Tuesday, March 14, 2023

Loren Eiseley

 

               

Loren Eiseley…does anyone read him any longer? He wrote about paleontology, and time, and humanity, with a wild and dark perspective. He rode the rails as a young man during the Great Depression and has always felt like a voice calling to me from the distant past. I am working my way thought his autobiography, All the Strange Hours, again after many years away.  It is still haunting and haunted; he knows that he is at the end of his life and an era as he writes. As someone who roams the stacks of our library, looking for the oldest covers on the shelves and bringing them home to read (and save, for another round, from a purge) it’s made me wonder how we will find these voices from the past in the future, as our public libraries move more towards cotemporary and popular literature and away from the older writers.

                When I was young, my father took me to our local library one night a week. It was a tiny place—no bigger, in my mind, than my house now, which is 625 square feet. There was a children’s’ room to the right when you walked in, the magazine room to the left, and adult books towards the back. It was kind of dark and dusty. The librarian, who was also my neighbor, baby sitter, and an old student of Robert Frosts’, sat at a large wooden desk facing the door, surrounded by cards from the catalog, piles of toppling books, and paper bags. Because I was a voracious reader, I started with the A’s and worked my way up and down and around the room, checking out every book.  There was no system of purging and replacing; books spanned 50 or more years of publication.  I roamed through time on those evenings, bringing home a stack every week. When I had read every book twice, my father negotiated with a friend to use his address and gave me a library card to the Haverhill library, which was a large, modern concrete bunker of a building.

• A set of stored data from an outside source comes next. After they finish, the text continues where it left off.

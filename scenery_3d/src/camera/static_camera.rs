/// StaticCamera - fixed pose, no input.

use glam::Vec3;
use crate::scene::SceneObject;
use super::camera_manager::CameraManager;
use super::projection_camera::{PerspectiveDesc, ProjectionCamera};

pub struct StaticCamera {
    name: String,
    camera: ProjectionCamera,
}

impl StaticCamera {
    pub fn new(name: impl Into<String>, desc: &PerspectiveDesc) -> Self {
        Self {
            name: name.into(),
            camera: ProjectionCamera::new(desc),
        }
    }

    /// Place the camera at `position` looking at `target`.
    pub fn looking_at(mut self, position: Vec3, target: Vec3) -> Self {
        self.camera.position = position;
        self.camera.look_at(target);
        self.camera.update_matrices();
        self
    }
}

impl SceneObject for StaticCamera {
    fn name(&self) -> &str {
        &self.name
    }

    fn as_camera(&self) -> Option<&dyn CameraManager> {
        Some(self)
    }

    fn as_camera_mut(&mut self) -> Option<&mut dyn CameraManager> {
        Some(self)
    }
}

impl CameraManager for StaticCamera {
    fn camera(&self) -> &ProjectionCamera {
        &self.camera
    }

    fn camera_mut(&mut self) -> &mut ProjectionCamera {
        &mut self.camera
    }
}

#[cfg(test)]
#[path = "static_camera_tests.rs"]
mod tests;
/// Rays and ray-cast results.

use glam::{Vec2, Vec3};
use crate::renderer::{Drawable, DrawableId};

/// Half-line in world space. The direction is always normalized.
#[derive(Debug, Clone, Copy, PartialEq)]
pub struct Ray {
    pub origin: Vec3,
    pub direction: Vec3,
}

impl Ray {
    pub fn new(origin: Vec3, direction: Vec3) -> Self {
        Self {
            origin,
            direction: direction.normalize_or_zero(),
        }
    }

    /// Point at distance `t` along the ray
    pub fn point_at(&self, t: f32) -> Vec3 {
        self.origin + self.direction * t
    }
}

/// Which triangle of the mesh was hit
#[derive(Debug, Clone, Copy, PartialEq)]
pub struct FaceHit {
    /// Index of the triangle in the mesh's face list
    pub index: usize,
    /// Vertex indices of the triangle
    pub vertices: [u32; 3],
    /// World-space face normal
    pub normal: Vec3,
    /// Barycentric coordinates of the hit relative to the 2nd and 3rd vertex
    pub barycentric: Vec2,
}

/// One ray/surface intersection
///
/// A drawable is reported once per surface point the ray crosses: a closed
/// mesh usually yields an entry and an exit hit. When the ray runs through
/// an edge or vertex shared by several faces, only the first face (in mesh
/// order) is reported.
#[derive(Debug, Clone)]
pub struct RayHit {
    /// Name of the scene object that registered the drawable
    pub owner: String,
    /// The drawable that was hit
    pub drawable: Drawable,
    /// Distance from the ray origin
    pub distance: f32,
    /// World-space hit point
    pub point: Vec3,
    pub face: FaceHit,
}

impl RayHit {
    pub fn drawable_id(&self) -> DrawableId {
        self.drawable.id()
    }
}
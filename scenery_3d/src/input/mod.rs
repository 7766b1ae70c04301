//! Input module - the source interface cameras subscribe to, and a stock
//! hub implementation fed by the host window.

mod input_source;
mod move_keys;
mod input_hub;

pub use input_source::{InputSource, CursorMove, InputRequest, KeyCallback, MoveCallback};
pub use move_keys::MoveKeys;
pub use input_hub::InputHub;
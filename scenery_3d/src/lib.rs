/*!
# Scenery 3D

Scene-object framework layered over an external rendering backend.

The crate never draws anything itself. It keeps track of which objects
take part in a scene, drives them frame after frame, routes messages
between them, manages the cameras and answers picking queries. Drawing is
delegated to an implementation of the [`Renderer`](scenery3d::render::Renderer)
trait.

## Architecture

- **SceneManager**: registry of scene objects, mailbox, active camera,
  per-frame tick
- **SceneObject**: trait for anything taking part in the scene, with
  lifecycle hooks (start, render, end, message)
- **SceneObjectGroup**: scene object composed of child objects
- **CameraManager**: scene objects driving a projection camera
  (static, orbital, first person)
- **RayCast**: pickable drawables and ray/triangle queries
- **RenderLoop**: frame driver with cooperative cancellation
*/

// Internal modules
mod error;
mod engine;
pub mod log;
pub mod geometry;
pub mod renderer;
pub mod raycast;
pub mod camera;
pub mod input;
pub mod scene;

// Main scenery3d namespace module
pub mod scenery3d {
    // Error types
    pub use crate::error::{Error, Result};

    // Engine singleton (logging)
    pub use crate::engine::Engine;

    // Logging sub-module (types only, NOT macros)
    pub mod log {
        pub use crate::log::{Logger, LogEntry, LogSeverity, DefaultLogger};
    }

    // Geometry used for picking
    pub mod geometry {
        pub use crate::geometry::*;
    }

    // Renderer interface, drawables, lights, post effects
    pub mod render {
        pub use crate::renderer::{
            Renderer, Drawable, DrawableId, Light, LightId, LightKind,
            PostEffect, BloomSettings, SsaoSettings, ToneMappingMode, ToneMappingSettings,
            ColorBalanceSettings, AntiAliasing,
        };
    }

    // Ray casting
    pub mod raycast {
        pub use crate::raycast::*;
    }

    // Cameras
    pub mod camera {
        pub use crate::camera::*;
    }

    // Input
    pub mod input {
        pub use crate::input::*;
    }

    // Scene objects, manager and render loop
    pub mod scene {
        pub use crate::scene::*;
    }
}

// Re-export math library at crate root
pub use glam;
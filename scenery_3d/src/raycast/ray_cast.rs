/// RayCast - registry of pickable drawables and the intersection queries.
///
/// Pickables live in a SlotMap (the flat list every query walks); each owner
/// name maps to the keys it registered, so removing an owner removes exactly
/// its pickables without rebuilding the store.

use glam::{Vec2, Vec3};
use rustc_hash::FxHashMap;
use slotmap::{new_key_type, SlotMap};
use crate::camera::ProjectionCamera;
use crate::geometry::Triangle;
use crate::renderer::Drawable;
use super::ray::{FaceHit, Ray, RayHit};

new_key_type! {
    /// Stable handle to a registered pickable
    pub struct PickableKey;
}

/// Hits on one drawable closer than this (relative to the distance) are
/// the same surface point
const SAME_HIT_TOLERANCE: f32 = 1e-5;

struct Pickable {
    owner: String,
    drawable: Drawable,
}

pub struct RayCast {
    pickables: SlotMap<PickableKey, Pickable>,
    owners: FxHashMap<String, Vec<PickableKey>>,
}

impl RayCast {
    pub fn new() -> Self {
        Self {
            pickables: SlotMap::with_key(),
            owners: FxHashMap::default(),
        }
    }

    /// Register a drawable as pickable under `owner`.
    pub fn add(&mut self, owner: &str, drawable: Drawable) -> PickableKey {
        let key = self.pickables.insert(Pickable {
            owner: owner.to_string(),
            drawable,
        });
        self.owners.entry(owner.to_string()).or_default().push(key);
        key
    }

    /// Remove every pickable registered under `owner`.
    ///
    /// Returns how many were removed; unknown owners remove nothing.
    pub fn remove(&mut self, owner: &str) -> usize {
        let Some(keys) = self.owners.remove(owner) else {
            return 0;
        };
        keys.into_iter()
            .filter(|&key| self.pickables.remove(key).is_some())
            .count()
    }

    /// Number of pickables across all owners
    pub fn len(&self) -> usize {
        self.pickables.len()
    }

    pub fn is_empty(&self) -> bool {
        self.pickables.is_empty()
    }

    pub fn contains_owner(&self, owner: &str) -> bool {
        self.owners.contains_key(owner)
    }

    /// Number of pickables registered under `owner`
    pub fn owner_count(&self, owner: &str) -> usize {
        self.owners.get(owner).map_or(0, Vec::len)
    }

    /// Cast a ray from `camera` through a normalized device coordinate.
    ///
    /// Hits are ordered nearest first.
    pub fn raycast_from_camera(&self, ndc: Vec2, camera: &ProjectionCamera) -> Vec<RayHit> {
        self.intersect(&camera.ray_through_ndc(ndc))
    }

    /// Cast an explicit world-space ray. Hits are ordered nearest first.
    pub fn raycast(&self, origin: Vec3, direction: Vec3) -> Vec<RayHit> {
        self.intersect(&Ray::new(origin, direction))
    }

    fn intersect(&self, ray: &Ray) -> Vec<RayHit> {
        let mut hits = Vec::new();
        if ray.direction == Vec3::ZERO {
            return hits;
        }

        for pickable in self.pickables.values() {
            Self::intersect_drawable(ray, pickable, &mut hits);
        }

        hits.sort_by(|a, b| a.distance.total_cmp(&b.distance));
        hits
    }

    fn intersect_drawable(ray: &Ray, pickable: &Pickable, hits: &mut Vec<RayHit>) {
        let drawable = &pickable.drawable;
        let Some(mesh) = drawable.mesh() else {
            return;
        };

        // Broad phase, at the drawable's current pose
        let world = drawable.world_matrix();
        let bounds = mesh.bounds().transformed(&world);
        if bounds.intersect_ray(ray.origin, ray.direction).is_none() {
            return;
        }

        let first = hits.len();
        for (index, vertices) in mesh.faces().iter().enumerate() {
            let Some(local) = mesh.triangle(index) else {
                continue;
            };
            let triangle = Triangle::new(
                world.transform_point3(local.a),
                world.transform_point3(local.b),
                world.transform_point3(local.c),
            );
            if let Some((t, u, v)) = triangle.intersect_ray(ray.origin, ray.direction) {
                // A ray through an edge shared by two faces hits both at the same t
                let tolerance = SAME_HIT_TOLERANCE * t.max(1.0);
                if hits[first..].iter().any(|hit| (hit.distance - t).abs() <= tolerance) {
                    continue;
                }
                hits.push(RayHit {
                    owner: pickable.owner.clone(),
                    drawable: drawable.clone(),
                    distance: t,
                    point: ray.point_at(t),
                    face: FaceHit {
                        index,
                        vertices: *vertices,
                        normal: triangle.normal(),
                        barycentric: Vec2::new(u, v),
                    },
                });
            }
        }
    }
}

impl Default for RayCast {
    fn default() -> Self {
        Self::new()
    }
}

#[cfg(test)]
#[path = "ray_cast_tests.rs"]
mod tests;
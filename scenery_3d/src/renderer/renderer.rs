/// Renderer trait - the rendering backend as seen by the scene core
///
/// The scene core never draws anything itself. It tells the backend which
/// native objects belong to the scene, which camera to draw from, and when
/// to draw a frame. Everything else (materials, passes, compositing) is the
/// backend's business.

use crate::camera::ProjectionCamera;
use super::drawable::Drawable;
use super::light::Light;
use super::post_effect::PostEffect;

/// Rendering backend interface
///
/// All calls happen on the frame thread; implementations need not be
/// `Send`.
pub trait Renderer {
    /// Add a scene object's drawables and lights to the rendered scene.
    fn add(&mut self, owner: &str, drawables: &[Drawable], lights: &[Light]);

    /// Remove exactly the drawables and lights previously added for `owner`.
    fn remove(&mut self, owner: &str, drawables: &[Drawable], lights: &[Light]);

    /// Point the backend at a new camera (called on camera activation).
    fn setup(&mut self, camera: &ProjectionCamera);

    /// Draw one frame from `camera`.
    fn render(&mut self, camera: &ProjectionCamera);

    /// Draw a highlight outline around the given drawables.
    fn outline_objects(&mut self, drawables: &[Drawable], camera: &ProjectionCamera);

    /// Apply a post-processing setting.
    fn apply_effect(&mut self, effect: &PostEffect);
}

I roamed those shelves as well, searching for the older books, away from the young adult angst and death of friends that dominated the contemporary selections.  . Books were a way to look backwards, to learn about the culture of our country—and others—from primary sources, not from history texts. I am sure this experience led to my history degree.

                And so, Loren Eiseley resonated with this exploration. He traveled much further back in time, in his mind, back to the Ice Ages when bison roamed the Great Plains, to the grave of a child wrapped in rabbit fur in Texas, deep into caverns in the southwest. Time was fluid in his mind, as it has been in mine. I don’t know when I first read his essays—it must have been in high school.  I may have just stumbled onto him as I roamed the shelves of our tiny library. Or was he part of a high school anthology that I read on a winter afternoon when it was cold and rainy outside?  Did my senior teacher hand us a copy of one of his essays as a model?  I loved him then—and he is still a pretty fine time traveler, so many years later.

 

 


1 comment:

  1. Elegeic, that is my definition of Eiseley's work. I found him about 20 years ago or so and have read everything he published (literary). I particularly liked his poetry. "Another Kind of Autumn", his last book of poems, soon before his death, is my favorite. No one I have ever read has ever mentioned him. Thanks for the lovely tribute to old books and to Eiseley.